I took a poll with the marketing team. Here are the results:
1. Music for productivity and concentration
I asked my peers about their go-to music genre when they really need to focus and concentrate. This was a 3-way tie between classical, rock and nature sounds/white noise for the most popular genre to listen to when you need to concentrate. Folk and soundtracks/cinematic music took second and electronic—of any form and instrumental music all tied for third
2. Music for energy and motivation
Sometimes the hardest challenge to overcome is mustering the energy for mundane tasks—I wanted to know what my team listened to for motivation. Almost half of the responders agree that rock is a great genre for when they need to stay motivated. It was closely followed by electronic and rap/hip-hop who both tied for second—collectively they made up 40% of the votes. Pop finally made an appearance and took third place for a great genre to turn on when you’re buried in spreadsheets and monotony
3. Music for not working—the favorite genre of all time
Lastly, I wanted to see how my team’s favorite genres for working, differed with their favorite genres for when they’re not working. Rock stayed at the top as the all-time favorite genre and out of nowhere, country came in and took second. Pop and soundtracks/cinematic music both tied for third.

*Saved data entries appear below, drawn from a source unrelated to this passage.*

// SPDX-FileCopyrightText: 2025-2026 Zexin Yuan <aim@yzx9.xyz>
//
// SPDX-License-Identifier: Apache-2.0

//! Policy for timeframes built from external input.

use jiff::civil::Date;

use crate::error::{Error, Result};
use crate::timeframe::Timeframe;

/// Policy settings applied when building timeframes from external input.
#[derive(Debug, Clone, Copy, Default, PartialEq, Eq, serde::Deserialize)]
#[serde(default)]
pub struct Config {
    /// Whether a timeframe may straddle a calendar year boundary.
    pub year_boundary: YearBoundary,
}

impl Config {
    /// Verifies that `timeframe` is acceptable under this configuration.
    ///
    /// ## Errors
    ///
    /// Returns [`Error::InvalidRange`] when the year boundary policy rejects it.
    pub fn check(&self, timeframe: &Timeframe) -> Result<()> {
        match self.year_boundary {
            YearBoundary::Allow => Ok(()),
            YearBoundary::Reject => {
                if timeframe.is_empty() {
                    return Ok(());
                }
                let last = timeframe.end().yesterday()?;
                if last.year() == timeframe.start().year() {
                    Ok(())
                } else {
                    Err(Error::InvalidRange(format!(
                        "timeframe {timeframe} crosses a year boundary, which is rejected by configuration"
                    )))
                }
            }
        }
    }

    /// Builds `[start, end)` and checks it against this configuration.
    ///
    /// ## Errors
    ///
    /// Fails if `start` is after `end`, or the policy rejects the range.
    pub fn timeframe(&self, start: Date, end: Date) -> Result<Timeframe> {
        let timeframe = Timeframe::of(start, end)?;
        self.check(&timeframe)?;
        Ok(timeframe)
    }
}

/// Whether timeframes crossing a calendar year boundary are accepted.
#[derive(Debug, Clone, Copy, Default, PartialEq, Eq, serde::Deserialize)]
#[serde(rename_all = "snake_case")]
pub enum YearBoundary {
    /// Any `start <= end` is accepted.
    #[default]
    Allow,

    /// The first and the last day must share a calendar year.
    Reject,
}
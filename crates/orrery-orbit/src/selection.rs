//! User selection: turns a picked body's descriptor into a display summary.

use serde::Serialize;

use crate::body::BodyDescriptor;

/// Frozen snapshot of a body's descriptor, taken when it was picked.
#[derive(Clone, Debug, PartialEq, Serialize)]
pub struct SelectionSummary {
    pub display_name: String,
    pub distance_from_center: f64,
    pub visual_size: f64,
    pub orbital_period: f64,
}

impl SelectionSummary {
    pub fn from_descriptor(descriptor: &BodyDescriptor) -> Self {
        Self {
            display_name: display_name(&descriptor.texture_id),
            distance_from_center: descriptor.distance_from_center,
            visual_size: descriptor.visual_size,
            orbital_period: descriptor.orbital_period(),
        }
    }
}

/// Holds the most recent selection. The last pick always wins.
#[derive(Clone, Debug, Default)]
pub struct SelectionBridge {
    current: Option<SelectionSummary>,
}

impl SelectionBridge {
    pub fn new() -> Self {
        Self::default()
    }

    /// Replaces the current selection with a summary of `descriptor`.
    pub fn select(&mut self, descriptor: &BodyDescriptor) -> &SelectionSummary {
        let summary = SelectionSummary::from_descriptor(descriptor);
        log::debug!("selected {}", summary.display_name);
        self.current.insert(summary)
    }

    pub fn current(&self) -> Option<&SelectionSummary> {
        self.current.as_ref()
    }
}

/// Derives a human label from a texture identity.
///
/// Strips any directory and extension, then a leading resolution token such as
/// `2k_`, so `/textures/2k_saturn.jpg` becomes `saturn`. When nothing usable is
/// left the raw identity is returned unchanged.
pub fn display_name(texture_id: &str) -> String {
    match parse_display_name(texture_id) {
        Some(name) => name.to_string(),
        None => {
            log::trace!("texture identity {texture_id:?} has no parsable name, using it as-is");
            texture_id.to_string()
        }
    }
}

fn parse_display_name(texture_id: &str) -> Option<&str> {
    let file = texture_id
        .rsplit(|c: char| c == '/' || c == '\\')
        .next()
        .unwrap_or(texture_id);
    let stem = file.split('.').next().unwrap_or(file);
    let name = strip_resolution_prefix(stem).unwrap_or(stem);
    (!name.is_empty()).then_some(name)
}

/// Strips a `<digits>k_` prefix, as long as something follows it.
fn strip_resolution_prefix(stem: &str) -> Option<&str> {
    let (token, rest) = stem.split_once('_')?;
    let digits = token.strip_suffix(|c: char| c == 'k' || c == 'K')?;
    if digits.is_empty() || !digits.bytes().all(|b| b.is_ascii_digit()) || rest.is_empty() {
        return None;
    }
    Some(rest)
}

#[cfg(test)]
mod tests {
    use super::*;

    #[test]
    fn test_display_name_strips_path_prefix_and_extension() {
        assert_eq!(display_name("/textures/2k_saturn.jpg"), "saturn");
        assert_eq!(display_name("/textures/2k_earth.jpg"), "earth");
        assert_eq!(display_name("assets\\8k_mars.png"), "mars");
        assert_eq!(display_name("4K_venus"), "venus");
    }

    #[test]
    fn test_display_name_falls_back_to_raw_identity() {
        assert_eq!(display_name("custom_asset"), "custom_asset");
        assert_eq!(display_name(""), "");
        assert_eq!(display_name("/textures/.jpg"), "/textures/.jpg");
        assert_eq!(display_name("textures/"), "textures/");
    }

    #[test]
    fn test_display_name_keeps_unprefixed_stem() {
        assert_eq!(display_name("/textures/pluto.jpg"), "pluto");
        assert_eq!(display_name("/textures/k_ring.jpg"), "k_ring");
        assert_eq!(display_name("/textures/2k_.jpg"), "2k_");
        assert_eq!(display_name("/textures/2x_io.jpg"), "2x_io");
    }

    #[test]
    fn test_summary_from_descriptor() {
        let descriptor = BodyDescriptor::new(17.0, 11.2, 0.4, "/textures/2k_jupiter.jpg");
        let summary = SelectionSummary::from_descriptor(&descriptor);
        assert_eq!(summary.display_name, "jupiter");
        assert_eq!(summary.distance_from_center, 17.0);
        assert_eq!(summary.visual_size, 11.2);
        assert!((summary.orbital_period - 2.5).abs() < 1e-12);
    }

    #[test]
    fn test_last_selection_wins() {
        let mars = BodyDescriptor::new(13.0, 0.53, 0.8, "/textures/2k_mars.jpg");
        let venus = BodyDescriptor::new(7.0, 0.95, 1.6, "/textures/2k_venus.jpg");

        let mut bridge = SelectionBridge::new();
        assert!(bridge.current().is_none());

        bridge.select(&mars);
        let returned = bridge.select(&venus).clone();

        assert_eq!(bridge.current(), Some(&returned));
        assert_eq!(returned, SelectionSummary::from_descriptor(&venus));
    }
}
//! Orrery application: a headless render-loop driver, the overlay state and
//! the run loop tying them to a configured scene.

pub mod driver;
pub mod overlay;
mod run;

pub use run::{AppError, RunReport, run};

A time for music and a time for silence
Since the poll, I’ve started implementing more instrumental music into my rotation. As someone who really connects with lyrics, I’ve always had little interest in instrumental music. And even though I probably won’t listen to it in my free time, I have noticed it has significantly increased my ability to stay focused when I proofread and edit copy—especially towards the end of the day.

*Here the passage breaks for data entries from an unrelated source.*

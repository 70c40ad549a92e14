//! Headless frame driver standing in for the render loop.
//!
//! Pulls a timestamp from a [`TimeSource`] once per frame, ticks the scene with
//! it and hands the composed frame to a render callback.

use std::time::Instant;

use orrery_orbit::{Frame, SceneAssembler};
use tracing::warn;

/// Frames longer than this are reported. They are not clamped: the clock
/// passes the full delta through so bodies stay in step with wall time.
pub const SLOW_FRAME_THRESHOLD: f64 = 0.25;

/// Produces monotonic frame timestamps in seconds.
pub trait TimeSource {
    fn now(&mut self) -> f64;
}

/// Seconds since the clock was created.
#[derive(Debug, Clone)]
pub struct WallClock {
    start: Instant,
}

impl WallClock {
    pub fn new() -> Self {
        Self {
            start: Instant::now(),
        }
    }
}

impl Default for WallClock {
    fn default() -> Self {
        Self::new()
    }
}

impl TimeSource for WallClock {
    fn now(&mut self) -> f64 {
        self.start.elapsed().as_secs_f64()
    }
}

/// Fixed-step timestamps: `0, step, 2 * step, ...`.
#[derive(Debug, Clone)]
pub struct SteppedClock {
    step: f64,
    index: u64,
}

impl SteppedClock {
    pub fn new(step: f64) -> Self {
        Self { step, index: 0 }
    }

    /// A clock stepping at `frame_rate` frames per second.
    pub fn from_frame_rate(frame_rate: f64) -> Self {
        Self::new(1.0 / frame_rate)
    }
}

impl TimeSource for SteppedClock {
    fn now(&mut self) -> f64 {
        // Multiplying instead of accumulating keeps long runs free of drift.
        let now = self.index as f64 * self.step;
        self.index += 1;
        now
    }
}

/// Drives a scene one frame at a time.
pub struct FrameDriver<T> {
    source: T,
    frame_count: u64,
    slow_frames: u64,
}

impl<T: TimeSource> FrameDriver<T> {
    pub fn new(source: T) -> Self {
        Self {
            source,
            frame_count: 0,
            slow_frames: 0,
        }
    }

    /// Ticks `scene` with the next timestamp and calls `render_fn` exactly once
    /// with the composed frame. Returns the frame's delta.
    pub fn run_frame(
        &mut self,
        scene: &mut SceneAssembler,
        mut render_fn: impl FnMut(Frame<'_>),
    ) -> f64 {
        let now = self.source.now();
        let frame = scene.tick(now);
        let delta = frame.delta;

        if delta > SLOW_FRAME_THRESHOLD {
            self.slow_frames += 1;
            warn!(
                "Frame time {:.1}ms exceeds {:.1}ms",
                delta * 1000.0,
                SLOW_FRAME_THRESHOLD * 1000.0
            );
        }

        render_fn(frame);
        self.frame_count += 1;
        delta
    }

    /// Total number of frames driven.
    pub fn frame_count(&self) -> u64 {
        self.frame_count
    }

    /// Number of frames whose delta exceeded [`SLOW_FRAME_THRESHOLD`].
    pub fn slow_frames(&self) -> u64 {
        self.slow_frames
    }
}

When it comes to writer’s block, however, I’ve noticed that sometimes I need to pause music in general and actually talk through the points I want to make, out loud—especially when I’m working from home.
At the very least, this little experiment has taught me how mixing up certain aspects of my routine, can bring fresh vigor to work. I can’t expect every habit and routine to transfer to my new work environment at home. Your office and your home are two very different places, and that’s okay. It’s important to have an open mind and challenge old concentration tactics—especially in times of change.
For me, it was switching up what I listened to when I work. I will always have my favorite playlists for both work and fun, but like anything, it’s always beneficial to switch things up.